TBH and Little S weren’t wearing coats because they had neglected to bring one with them. They jumped back into our car and sped off, returning later, when coats weren’t necessary, with coats, for the return leg of the walk. As Andy frequently says: ‘School boy error’.
Mynydd Carreg is a modest little hill of around 90 metres in height. I’m puzzled as to why it has such a substantial and solid shelter on the top, but can’t find anything helpful regarding its history online.
It seems extraordinary that in all the years we’ve been travelling to the Llyn, I’ve never been to Porth Oer (also known as Whistling Sands) before. It’s not very far from where we camp, so no excuses really.
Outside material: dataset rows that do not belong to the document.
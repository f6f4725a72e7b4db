//! Fiscal receipt toolkit for OFD submission: build, sign, submit and chain
//! sale, refund, advance, credit and credit-refund receipts.
//!
//! # Examples
//! ```rust
//! use ofd_core::config::{Config, EnvironmentType};
//!
//! let config = Config::new(EnvironmentType::Test, "certificates/merchant.crt", "certificates/merchant.key");
//! # let _ = config;
//! ```
pub mod api;
pub mod config;
pub mod pipeline;
pub mod qr;
pub mod receipt;
pub mod response;
pub mod sign;
pub mod state;

use thiserror::Error;

/// Top-level error wrapper for core operations.
#[derive(Debug, Error)]
pub enum Error {
    #[error(transparent)]
    Receipt(#[from] receipt::ReceiptError),
    #[error(transparent)]
    Document(#[from] receipt::document::DocumentError),
    #[error(transparent)]
    Store(#[from] state::StoreError),
    #[error(transparent)]
    Signing(#[from] sign::SigningError),
    #[error(transparent)]
    Api(#[from] api::OfdError),
    #[error(transparent)]
    Config(#[from] config::ConfigError),
}

impl From<receipt::ValidationError> for Error {
    fn from(err: receipt::ValidationError) -> Self {
        Error::Receipt(err.into())
    }
}
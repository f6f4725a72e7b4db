use serde::{Deserialize, Serialize};
use std::str::FromStr;

use crate::config::ConfigError;

/// How the customer settles the receipt total.
#[derive(Debug, Clone, Copy, PartialEq, Eq, Serialize, Deserialize)]
#[serde(rename_all = "lowercase")]
pub enum PaymentType {
    Cash,
    Card,
    Mix,
}

impl FromStr for PaymentType {
    type Err = ConfigError;
    fn from_str(value: &str) -> Result<Self, Self::Err> {
        match value.to_ascii_lowercase().as_str() {
            "cash" => Ok(PaymentType::Cash),
            "card" => Ok(PaymentType::Card),
            "mix" => Ok(PaymentType::Mix),
            _ => Err(ConfigError::InvalidPaymentType {
                input: value.to_string(),
            }),
        }
    }
}

impl PaymentType {
    pub fn as_str(&self) -> &'static str {
        match self {
            PaymentType::Cash => "cash",
            PaymentType::Card => "card",
            PaymentType::Mix => "mix",
        }
    }
}

/// Payment for a receipt: a split policy over the total, or amounts received
/// up front (advance prepayments, credit sales).
#[derive(Debug, Clone, Copy, PartialEq, Eq)]
pub enum Payment {
    Policy(PaymentType),
    Received { cash: i64, card: i64 },
}

impl From<PaymentType> for Payment {
    fn from(value: PaymentType) -> Self {
        Payment::Policy(value)
    }
}

#[derive(Debug, Clone, Copy, PartialEq, Eq)]
pub struct PaymentSplit {
    pub cash: i64,
    pub card: i64,
}

impl Payment {
    /// Split `total` into cash and card parts.
    ///
    /// # Examples
    /// ```rust
    /// use ofd_core::receipt::{Payment, PaymentType};
    ///
    /// let split = Payment::Policy(PaymentType::Mix).split(415001);
    /// assert_eq!((split.cash, split.card), (207500, 207501));
    /// ```
    pub fn split(&self, total: i64) -> PaymentSplit {
        match *self {
            Payment::Policy(PaymentType::Cash) => PaymentSplit {
                cash: total,
                card: 0,
            },
            Payment::Policy(PaymentType::Card) => PaymentSplit {
                cash: 0,
                card: total,
            },
            Payment::Policy(PaymentType::Mix) => {
                let cash = total.div_euclid(2);
                PaymentSplit {
                    cash,
                    card: total - cash,
                }
            }
            Payment::Received { cash, card } => PaymentSplit { cash, card },
        }
    }
}

#[cfg(test)]
mod tests {
    use super::*;

    #[test]
    fn policies_always_cover_total() {
        for total in [0, 1, 2, 15000, 400000, 415001, 999_999_999] {
            for policy in [PaymentType::Cash, PaymentType::Card, PaymentType::Mix] {
                let split = Payment::Policy(policy).split(total);
                assert_eq!(split.cash + split.card, total, "{policy:?} {total}");
            }
            assert_eq!(Payment::Policy(PaymentType::Mix).split(total).cash, total / 2);
        }
    }

    #[test]
    fn received_amounts_pass_through() {
        let split = Payment::Received {
            cash: 0,
            card: 250114,
        }
        .split(750338);
        assert_eq!(split, PaymentSplit { cash: 0, card: 250114 });
    }

    #[test]
    fn parses_payment_type() {
        assert_eq!("MIX".parse::<PaymentType>().unwrap(), PaymentType::Mix);
        assert!("cheque".parse::<PaymentType>().is_err());
    }
}
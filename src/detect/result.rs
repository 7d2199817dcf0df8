/// Axis-aligned box in source-frame pixel coordinates.
#[derive(Clone, Copy, Debug, PartialEq)]
pub struct BoundingBox {
    pub x1: f32,
    pub y1: f32,
    pub x2: f32,
    pub y2: f32,
}

impl BoundingBox {
    pub fn new(x1: f32, y1: f32, x2: f32, y2: f32) -> Self {
        Self { x1, y1, x2, y2 }
    }

    pub fn width(&self) -> f32 {
        self.x2 - self.x1
    }

    pub fn height(&self) -> f32 {
        self.y2 - self.y1
    }

    pub fn area(&self) -> f32 {
        self.width().max(0.0) * self.height().max(0.0)
    }

    pub fn is_finite(&self) -> bool {
        self.x1.is_finite() && self.y1.is_finite() && self.x2.is_finite() && self.y2.is_finite()
    }

    /// Intersection over union; zero when either box is empty.
    pub fn iou(&self, other: &BoundingBox) -> f32 {
        let inter_w = (self.x2.min(other.x2) - self.x1.max(other.x1)).max(0.0);
        let inter_h = (self.y2.min(other.y2) - self.y1.max(other.y1)).max(0.0);
        let inter = inter_w * inter_h;
        let union = self.area() + other.area() - inter;
        if union > f32::EPSILON {
            inter / union
        } else {
            0.0
        }
    }

    /// Clamp into `[0, width] x [0, height]`.
    pub fn clamped(&self, width: u32, height: u32) -> Self {
        let w = width as f32;
        let h = height as f32;
        Self {
            x1: self.x1.clamp(0.0, w),
            y1: self.y1.clamp(0.0, h),
            x2: self.x2.clamp(0.0, w),
            y2: self.y2.clamp(0.0, h),
        }
    }
}

/// One model output for one frame.
#[derive(Clone, Debug, PartialEq)]
pub struct Detection {
    pub class_id: u32,
    /// Confidence in `[0, 1]`.
    pub confidence: f32,
    pub bbox: BoundingBox,
}

impl Detection {
    pub fn new(class_id: u32, confidence: f32, bbox: BoundingBox) -> Self {
        Self {
            class_id,
            confidence,
            bbox,
        }
    }
}
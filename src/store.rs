//! Temporary media store.
//!
//! Each process owns one isolated directory under the configured temp root.
//! Jobs acquire uniquely named files inside it and those files are removed on
//! every exit path: explicitly through [`TempMediaStore::release`] or
//! [`JobFiles::release`], or by `Drop` when a job unwinds early. Removal
//! failures are logged and counted, never returned.

use std::fs::{self, OpenOptions};
use std::io;
use std::path::{Path, PathBuf};
use std::sync::atomic::{AtomicU64, Ordering};
use std::time::{Duration, SystemTime};

use anyhow::{Context, Result};
use tempfile::TempDir;
use uuid::Uuid;

use crate::error::{CleanupError, RelayError, RelayResult};
use crate::pipeline::MediaKind;

/// Prefix of per-process store directories.
pub const STORE_DIR_PREFIX: &str = "vehicle-relay-";

const MAX_NAME_ATTEMPTS: usize = 8;

/// Counters for leak checks.
#[derive(Clone, Copy, Debug, Default, PartialEq, Eq)]
pub struct StoreStats {
    pub created: u64,
    pub removed: u64,
    pub cleanup_failures: u64,
}

impl StoreStats {
    /// Handles created but not yet removed.
    pub fn outstanding(&self) -> u64 {
        self.created.saturating_sub(self.removed)
    }
}

pub struct TempMediaStore {
    dir: TempDir,
    created: AtomicU64,
    removed: AtomicU64,
    cleanup_failures: AtomicU64,
}

impl TempMediaStore {
    /// Create the isolated directory under `root`, creating `root` if needed.
    pub fn open(root: &Path) -> Result<Self> {
        fs::create_dir_all(root)
            .with_context(|| format!("create temp root {}", root.display()))?;
        let dir = tempfile::Builder::new()
            .prefix(STORE_DIR_PREFIX)
            .tempdir_in(root)
            .with_context(|| format!("create media store under {}", root.display()))?;
        log::info!("media store at {}", dir.path().display());
        Ok(Self {
            dir,
            created: AtomicU64::new(0),
            removed: AtomicU64::new(0),
            cleanup_failures: AtomicU64::new(0),
        })
    }

    /// Like [`open`](Self::open), first removing store directories left behind
    /// by earlier processes that are older than `stale_after`.
    pub fn open_sweeping(root: &Path, stale_after: Duration) -> Result<Self> {
        if root.is_dir() {
            let swept = sweep_stale(root, stale_after);
            if swept > 0 {
                log::info!("swept {} stale media store(s) under {}", swept, root.display());
            }
        }
        Self::open(root)
    }

    pub fn path(&self) -> &Path {
        self.dir.path()
    }

    /// Create a new, empty file with a unique name ending in `suffix`.
    ///
    /// The file is created exclusively, so the returned path never refers to
    /// a file that existed before the call.
    pub fn acquire(&self, suffix: &str) -> RelayResult<MediaHandle<'_>> {
        let mut last_err = None;
        for _ in 0..MAX_NAME_ATTEMPTS {
            let path = self
                .dir
                .path()
                .join(format!("{}{}", Uuid::new_v4().simple(), suffix));
            match OpenOptions::new().write(true).create_new(true).open(&path) {
                Ok(_) => {
                    self.created.fetch_add(1, Ordering::SeqCst);
                    log::trace!("acquired {}", path.display());
                    return Ok(MediaHandle {
                        store: self,
                        path,
                        released: false,
                    });
                }
                Err(e) if e.kind() == io::ErrorKind::AlreadyExists => {
                    last_err = Some(RelayError::io(path, e));
                }
                Err(e) => return Err(RelayError::io(path, e)),
            }
        }
        Err(last_err.unwrap_or_else(|| {
            RelayError::io(
                self.dir.path(),
                io::Error::new(io::ErrorKind::AlreadyExists, "no unique name available"),
            )
        }))
    }

    /// Acquire the input and output handle for one job.
    pub fn acquire_job(&self, kind: MediaKind) -> RelayResult<JobFiles<'_>> {
        let input = self.acquire(kind.suffix())?;
        // `input` is released by Drop if the second acquisition fails.
        let output = self.acquire(kind.suffix())?;
        Ok(JobFiles { input, output })
    }

    /// Delete the handle's file if present. Failures are logged, not returned.
    pub fn release(&self, mut handle: MediaHandle<'_>) {
        handle.release_inner();
    }

    pub fn stats(&self) -> StoreStats {
        StoreStats {
            created: self.created.load(Ordering::SeqCst),
            removed: self.removed.load(Ordering::SeqCst),
            cleanup_failures: self.cleanup_failures.load(Ordering::SeqCst),
        }
    }

    fn remove(&self, path: &Path) -> Result<(), CleanupError> {
        match fs::remove_file(path) {
            Ok(()) => Ok(()),
            Err(e) if e.kind() == io::ErrorKind::NotFound => Ok(()),
            Err(source) => Err(CleanupError {
                path: path.to_path_buf(),
                source,
            }),
        }
    }
}

/// A file owned by one job. Removed on release or drop.
pub struct MediaHandle<'s> {
    store: &'s TempMediaStore,
    path: PathBuf,
    released: bool,
}

impl MediaHandle<'_> {
    pub fn path(&self) -> &Path {
        &self.path
    }

    fn release_inner(&mut self) {
        if self.released {
            return;
        }
        self.released = true;
        match self.store.remove(&self.path) {
            Ok(()) => {
                self.store.removed.fetch_add(1, Ordering::SeqCst);
                log::trace!("released {}", self.path.display());
            }
            Err(e) => {
                self.store.cleanup_failures.fetch_add(1, Ordering::SeqCst);
                log::warn!("{}", e);
            }
        }
    }
}

impl Drop for MediaHandle<'_> {
    fn drop(&mut self) {
        self.release_inner();
    }
}

impl std::fmt::Debug for MediaHandle<'_> {
    fn fmt(&self, f: &mut std::fmt::Formatter<'_>) -> std::fmt::Result {
        f.debug_struct("MediaHandle")
            .field("path", &self.path)
            .field("released", &self.released)
            .finish()
    }
}

/// Input and output handle for one job, released together.
#[derive(Debug)]
pub struct JobFiles<'s> {
    input: MediaHandle<'s>,
    output: MediaHandle<'s>,
}

impl JobFiles<'_> {
    pub fn input(&self) -> &Path {
        self.input.path()
    }

    pub fn output(&self) -> &Path {
        self.output.path()
    }

    pub fn release(self) {
        let Self { input, output } = self;
        let store = input.store;
        store.release(input);
        store.release(output);
    }
}

/// Remove `vehicle-relay-*` directories under `root` older than `stale_after`.
fn sweep_stale(root: &Path, stale_after: Duration) -> usize {
    let entries = match fs::read_dir(root) {
        Ok(entries) => entries,
        Err(e) => {
            log::warn!("cannot scan {} for stale stores: {}", root.display(), e);
            return 0;
        }
    };
    let now = SystemTime::now();
    let mut swept = 0;
    for entry in entries.flatten() {
        let name = entry.file_name();
        if !name.to_string_lossy().starts_with(STORE_DIR_PREFIX) {
            continue;
        }
        let Ok(meta) = entry.metadata() else {
            continue;
        };
        if !meta.is_dir() {
            continue;
        }
        let age = meta
            .modified()
            .ok()
            .and_then(|modified| now.duration_since(modified).ok())
            .unwrap_or_default();
        if age < stale_after {
            continue;
        }
        match fs::remove_dir_all(entry.path()) {
            Ok(()) => swept += 1,
            Err(e) => log::warn!("failed to sweep {}: {}", entry.path().display(), e),
        }
    }
    swept
}
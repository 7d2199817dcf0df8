#![cfg(feature = "backend-tract")]

use std::path::Path;

use anyhow::{anyhow, Context, Result};
use image::imageops::{self, FilterType};
use image::{Rgb, RgbImage};
use tract_onnx::prelude::*;

use crate::detect::backend::DetectorBackend;
use crate::detect::backends::BackendSettings;
use crate::detect::postprocess::{decode_predictions, non_max_suppression, Letterbox};
use crate::detect::result::Detection;
use crate::frame::Frame;

/// Grey used by Ultralytics for letterbox padding.
const PAD_VALUE: u8 = 114;

/// Tract-based backend for YOLO-style ONNX exports.
///
/// The model is loaded and optimised once; inference only reads it.
pub struct TractBackend {
    model: TypedSimplePlan<TypedModel>,
    input_size: u32,
    confidence_threshold: f32,
    iou_threshold: f32,
}

impl TractBackend {
    /// Load an ONNX model from disk and prepare it for inference.
    pub fn new<P: AsRef<Path>>(model_path: P, settings: &BackendSettings) -> Result<Self> {
        let model_path = model_path.as_ref();
        let size = settings.input_size as usize;
        let model = tract_onnx::onnx()
            .model_for_path(model_path)
            .with_context(|| format!("failed to load ONNX model from {}", model_path.display()))?
            .with_input_fact(0, f32::fact([1, 3, size, size]).into())
            .context("failed to set input fact")?
            .into_optimized()
            .context("failed to optimize ONNX model")?
            .into_runnable()
            .context("failed to build runnable ONNX model")?;

        Ok(Self {
            model,
            input_size: settings.input_size,
            confidence_threshold: settings.confidence,
            iou_threshold: settings.iou,
        })
    }

    fn build_input(&self, frame: &Frame) -> Result<(Tensor, Letterbox)> {
        let letterbox = Letterbox::compute(frame.width, frame.height, self.input_size)?;
        let source = frame
            .to_image()
            .ok_or_else(|| anyhow!("frame buffer does not match {}x{}", frame.width, frame.height))?;
        let resized = imageops::resize(
            &source,
            letterbox.resized_w,
            letterbox.resized_h,
            FilterType::Triangle,
        );
        let mut canvas = RgbImage::from_pixel(
            self.input_size,
            self.input_size,
            Rgb([PAD_VALUE, PAD_VALUE, PAD_VALUE]),
        );
        imageops::replace(
            &mut canvas,
            &resized,
            letterbox.pad_x.floor() as i64,
            letterbox.pad_y.floor() as i64,
        );

        let size = self.input_size as usize;
        let input = tract_ndarray::Array4::from_shape_fn((1, 3, size, size), |(_, c, y, x)| {
            canvas.get_pixel(x as u32, y as u32)[c] as f32 / 255.0
        });
        Ok((input.into_tensor(), letterbox))
    }
}

impl DetectorBackend for TractBackend {
    fn name(&self) -> &'static str {
        "tract"
    }

    fn predict(&self, frame: &Frame) -> Result<Vec<Detection>> {
        let (input, letterbox) = self.build_input(frame)?;
        let outputs = self
            .model
            .run(tvec!(input.into()))
            .context("ONNX inference failed")?;
        let output = outputs
            .first()
            .ok_or_else(|| anyhow!("model produced no outputs"))?;
        let view = output
            .to_array_view::<f32>()
            .context("model output tensor was not f32")?;
        let shape = view.shape().to_vec();
        let data: Vec<f32> = view.iter().copied().collect();
        let candidates =
            decode_predictions(&data, &shape, &letterbox, self.confidence_threshold)?;
        Ok(non_max_suppression(candidates, self.iou_threshold))
    }

    fn warm_up(&self) -> Result<()> {
        let frame = Frame::filled(self.input_size, self.input_size, [0, 0, 0])?;
        self.predict(&frame).map(|_| ())
    }
}
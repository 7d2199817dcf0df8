//! Detection overlay rendering.
//!
//! `FrameRenderer::render` is pure: it copies the input frame, draws boxes and
//! labels into the copy and returns it. With no detections the copy is
//! pixel-identical to the input.

mod font;

use image::{Rgb, RgbImage};
use imageproc::drawing::{draw_filled_rect_mut, draw_hollow_rect_mut};
use imageproc::rect::Rect;

use crate::detect::{class_name, BoundingBox, Detection};
use crate::error::{RelayError, RelayResult};
use crate::frame::Frame;

use font::{glyph, text_width, GLYPH_HEIGHT};

/// Per-class box colours.
const PALETTE: [[u8; 3]; 10] = [
    [255, 56, 56],
    [255, 157, 151],
    [255, 112, 31],
    [255, 178, 29],
    [207, 210, 49],
    [72, 249, 10],
    [26, 147, 52],
    [0, 212, 187],
    [44, 153, 168],
    [0, 194, 255],
];

#[derive(Clone, Debug)]
pub struct RenderOptions {
    /// Box outline thickness in pixels.
    pub thickness: u32,
    /// Integer upscale of the bitmap font.
    pub label_scale: u32,
    pub draw_labels: bool,
}

impl Default for RenderOptions {
    fn default() -> Self {
        Self {
            thickness: 2,
            label_scale: 2,
            draw_labels: true,
        }
    }
}

#[derive(Clone, Debug, Default)]
pub struct FrameRenderer {
    options: RenderOptions,
}

impl FrameRenderer {
    pub fn new(options: RenderOptions) -> Self {
        Self { options }
    }

    /// Draw `detections` onto a copy of `frame`.
    pub fn render(&self, frame: &Frame, detections: &[Detection]) -> RelayResult<Frame> {
        if frame.width == 0 || frame.height == 0 {
            return Err(RelayError::render(format!(
                "frame has invalid dimensions {}x{}",
                frame.width, frame.height
            )));
        }
        for d in detections {
            validate_box(&d.bbox)?;
        }
        let mut canvas = frame.to_image().ok_or_else(|| {
            RelayError::render(format!(
                "frame buffer of {} bytes does not match {}x{}",
                frame.pixels().len(),
                frame.width,
                frame.height
            ))
        })?;

        for d in detections {
            self.draw_detection(&mut canvas, d);
        }

        Frame::from_image(canvas).map_err(|e| RelayError::render(e.to_string()))
    }

    fn draw_detection(&self, canvas: &mut RgbImage, detection: &Detection) {
        let (width, height) = canvas.dimensions();
        let bbox = detection.bbox.clamped(width, height);
        let x1 = bbox.x1.floor() as i32;
        let y1 = bbox.y1.floor() as i32;
        let x2 = (bbox.x2.ceil() as i32).min(width as i32);
        let y2 = (bbox.y2.ceil() as i32).min(height as i32);
        let color = Rgb(class_color(detection.class_id));

        for t in 0..self.options.thickness as i32 {
            let w = x2 - x1 - 2 * t;
            let h = y2 - y1 - 2 * t;
            if w <= 0 || h <= 0 {
                break;
            }
            draw_hollow_rect_mut(
                canvas,
                Rect::at(x1 + t, y1 + t).of_size(w as u32, h as u32),
                color,
            );
        }

        if self.options.draw_labels {
            let label = label_text(detection);
            self.draw_label(canvas, &label, x1, y1, color);
        }
    }

    fn draw_label(&self, canvas: &mut RgbImage, text: &str, x: i32, y: i32, color: Rgb<u8>) {
        let scale = self.options.label_scale.max(1);
        let pad = scale as i32;
        let tag_w = text_width(text, scale) as i32 + 2 * pad;
        let tag_h = (GLYPH_HEIGHT * scale) as i32 + 2 * pad;
        // Above the box when there is room, otherwise just inside it.
        let tag_y = if y - tag_h >= 0 { y - tag_h } else { y };
        draw_filled_rect_mut(
            canvas,
            Rect::at(x, tag_y).of_size(tag_w as u32, tag_h as u32),
            color,
        );

        draw_text(canvas, text, x + pad, tag_y + pad, scale, text_color(color.0));
    }
}

/// Draw `text` with the bitmap font, top-left at `(x, y)`. Unknown characters
/// leave a gap.
pub fn draw_text(canvas: &mut RgbImage, text: &str, x: i32, y: i32, scale: u32, ink: Rgb<u8>) {
    let scale = scale.max(1);
    let mut pen_x = x;
    for c in text.chars() {
        if let Some(rows) = glyph(c) {
            draw_glyph(canvas, rows, pen_x, y, scale, ink);
        }
        pen_x += (font::GLYPH_ADVANCE * scale) as i32;
    }
}

fn validate_box(bbox: &BoundingBox) -> RelayResult<()> {
    if !bbox.is_finite() {
        return Err(RelayError::render(format!(
            "detection box has non-finite coordinates {:?}",
            bbox
        )));
    }
    if bbox.x2 < bbox.x1 || bbox.y2 < bbox.y1 {
        return Err(RelayError::render(format!(
            "detection box is inverted {:?}",
            bbox
        )));
    }
    Ok(())
}

fn draw_glyph(canvas: &mut RgbImage, rows: [u8; 5], x: i32, y: i32, scale: u32, ink: Rgb<u8>) {
    let (width, height) = canvas.dimensions();
    for (row, bits) in rows.iter().enumerate() {
        for col in 0..font::GLYPH_WIDTH {
            if bits & (1 << (font::GLYPH_WIDTH - 1 - col)) == 0 {
                continue;
            }
            for dy in 0..scale {
                for dx in 0..scale {
                    let px = x + (col * scale + dx) as i32;
                    let py = y + (row as u32 * scale + dy) as i32;
                    if px >= 0 && py >= 0 && (px as u32) < width && (py as u32) < height {
                        canvas.put_pixel(px as u32, py as u32, ink);
                    }
                }
            }
        }
    }
}

pub fn class_color(class_id: u32) -> [u8; 3] {
    PALETTE[class_id as usize % PALETTE.len()]
}

fn text_color(background: [u8; 3]) -> Rgb<u8> {
    let luma = 0.299 * background[0] as f32
        + 0.587 * background[1] as f32
        + 0.114 * background[2] as f32;
    if luma > 150.0 {
        Rgb([0, 0, 0])
    } else {
        Rgb([255, 255, 255])
    }
}

/// `"<name> <confidence>"`, falling back to the numeric id.
pub fn label_text(detection: &Detection) -> String {
    match class_name(detection.class_id) {
        Some(name) => format!("{} {:.2}", name, detection.confidence),
        None => format!("{} {:.2}", detection.class_id, detection.confidence),
    }
}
There were a couple of hardy, wet-suited surfers in the sea. Once you’re in, of course, the rain doesn’t make much difference, but I would rather not get changed in the rain, either before or after. I do recall going into very wild seas once, at Harlech, many years ago, with some of the present company, possibly in cagoules? Or did we put those on to keep the rain off afterwards as we changed? Andy might remember, but whichever it was, it was an exhilarating, but possibly ill-advised, dip.
We checked out the little cafe on the beach, but it was very busy, so we walked to the far end of the beach for a brew and snacks. I thought it had stopped raining by the time we’d reached the rocks at the end of the beach, so I’m surprised to see that the Eternal Weather Optimist still has his hood up in the photo below, especially given that the rain stops for him at least an hour before it stops for ordinary mortals. He was one of the hardy souls (idiots) involved in the Harlech ‘swim’.
After the brews, we walked a little way further along the coastal path before turning back to retrace our route.
Because Wild Carrot is abundant in the Dordogne, I tend to associate it with that area and am always cheered, for that reason, to see it elsewhere. Actually, distribution maps show it growing in the North-West of England, and since it thrives in calcareous grasslands, I ought to be able to locate some close to home. Must try harder!
Fortuitously, we arrived back at the western end of the beach, just as TBH and Little S also arrived, back from retrieving their cags from the campsite. They joined us on a lower path around the coast, just above the rocky shoreline, before a steep climb through the bracken to regain our outward route.
Someday I’m going to come back and walk the coastal path around the peninsula. At a leisurely pace, with frequent stops for swims in places like Porth Oer and Hell’s Mouth where I’ve visited, but never swum. I wonder who’ll come with me?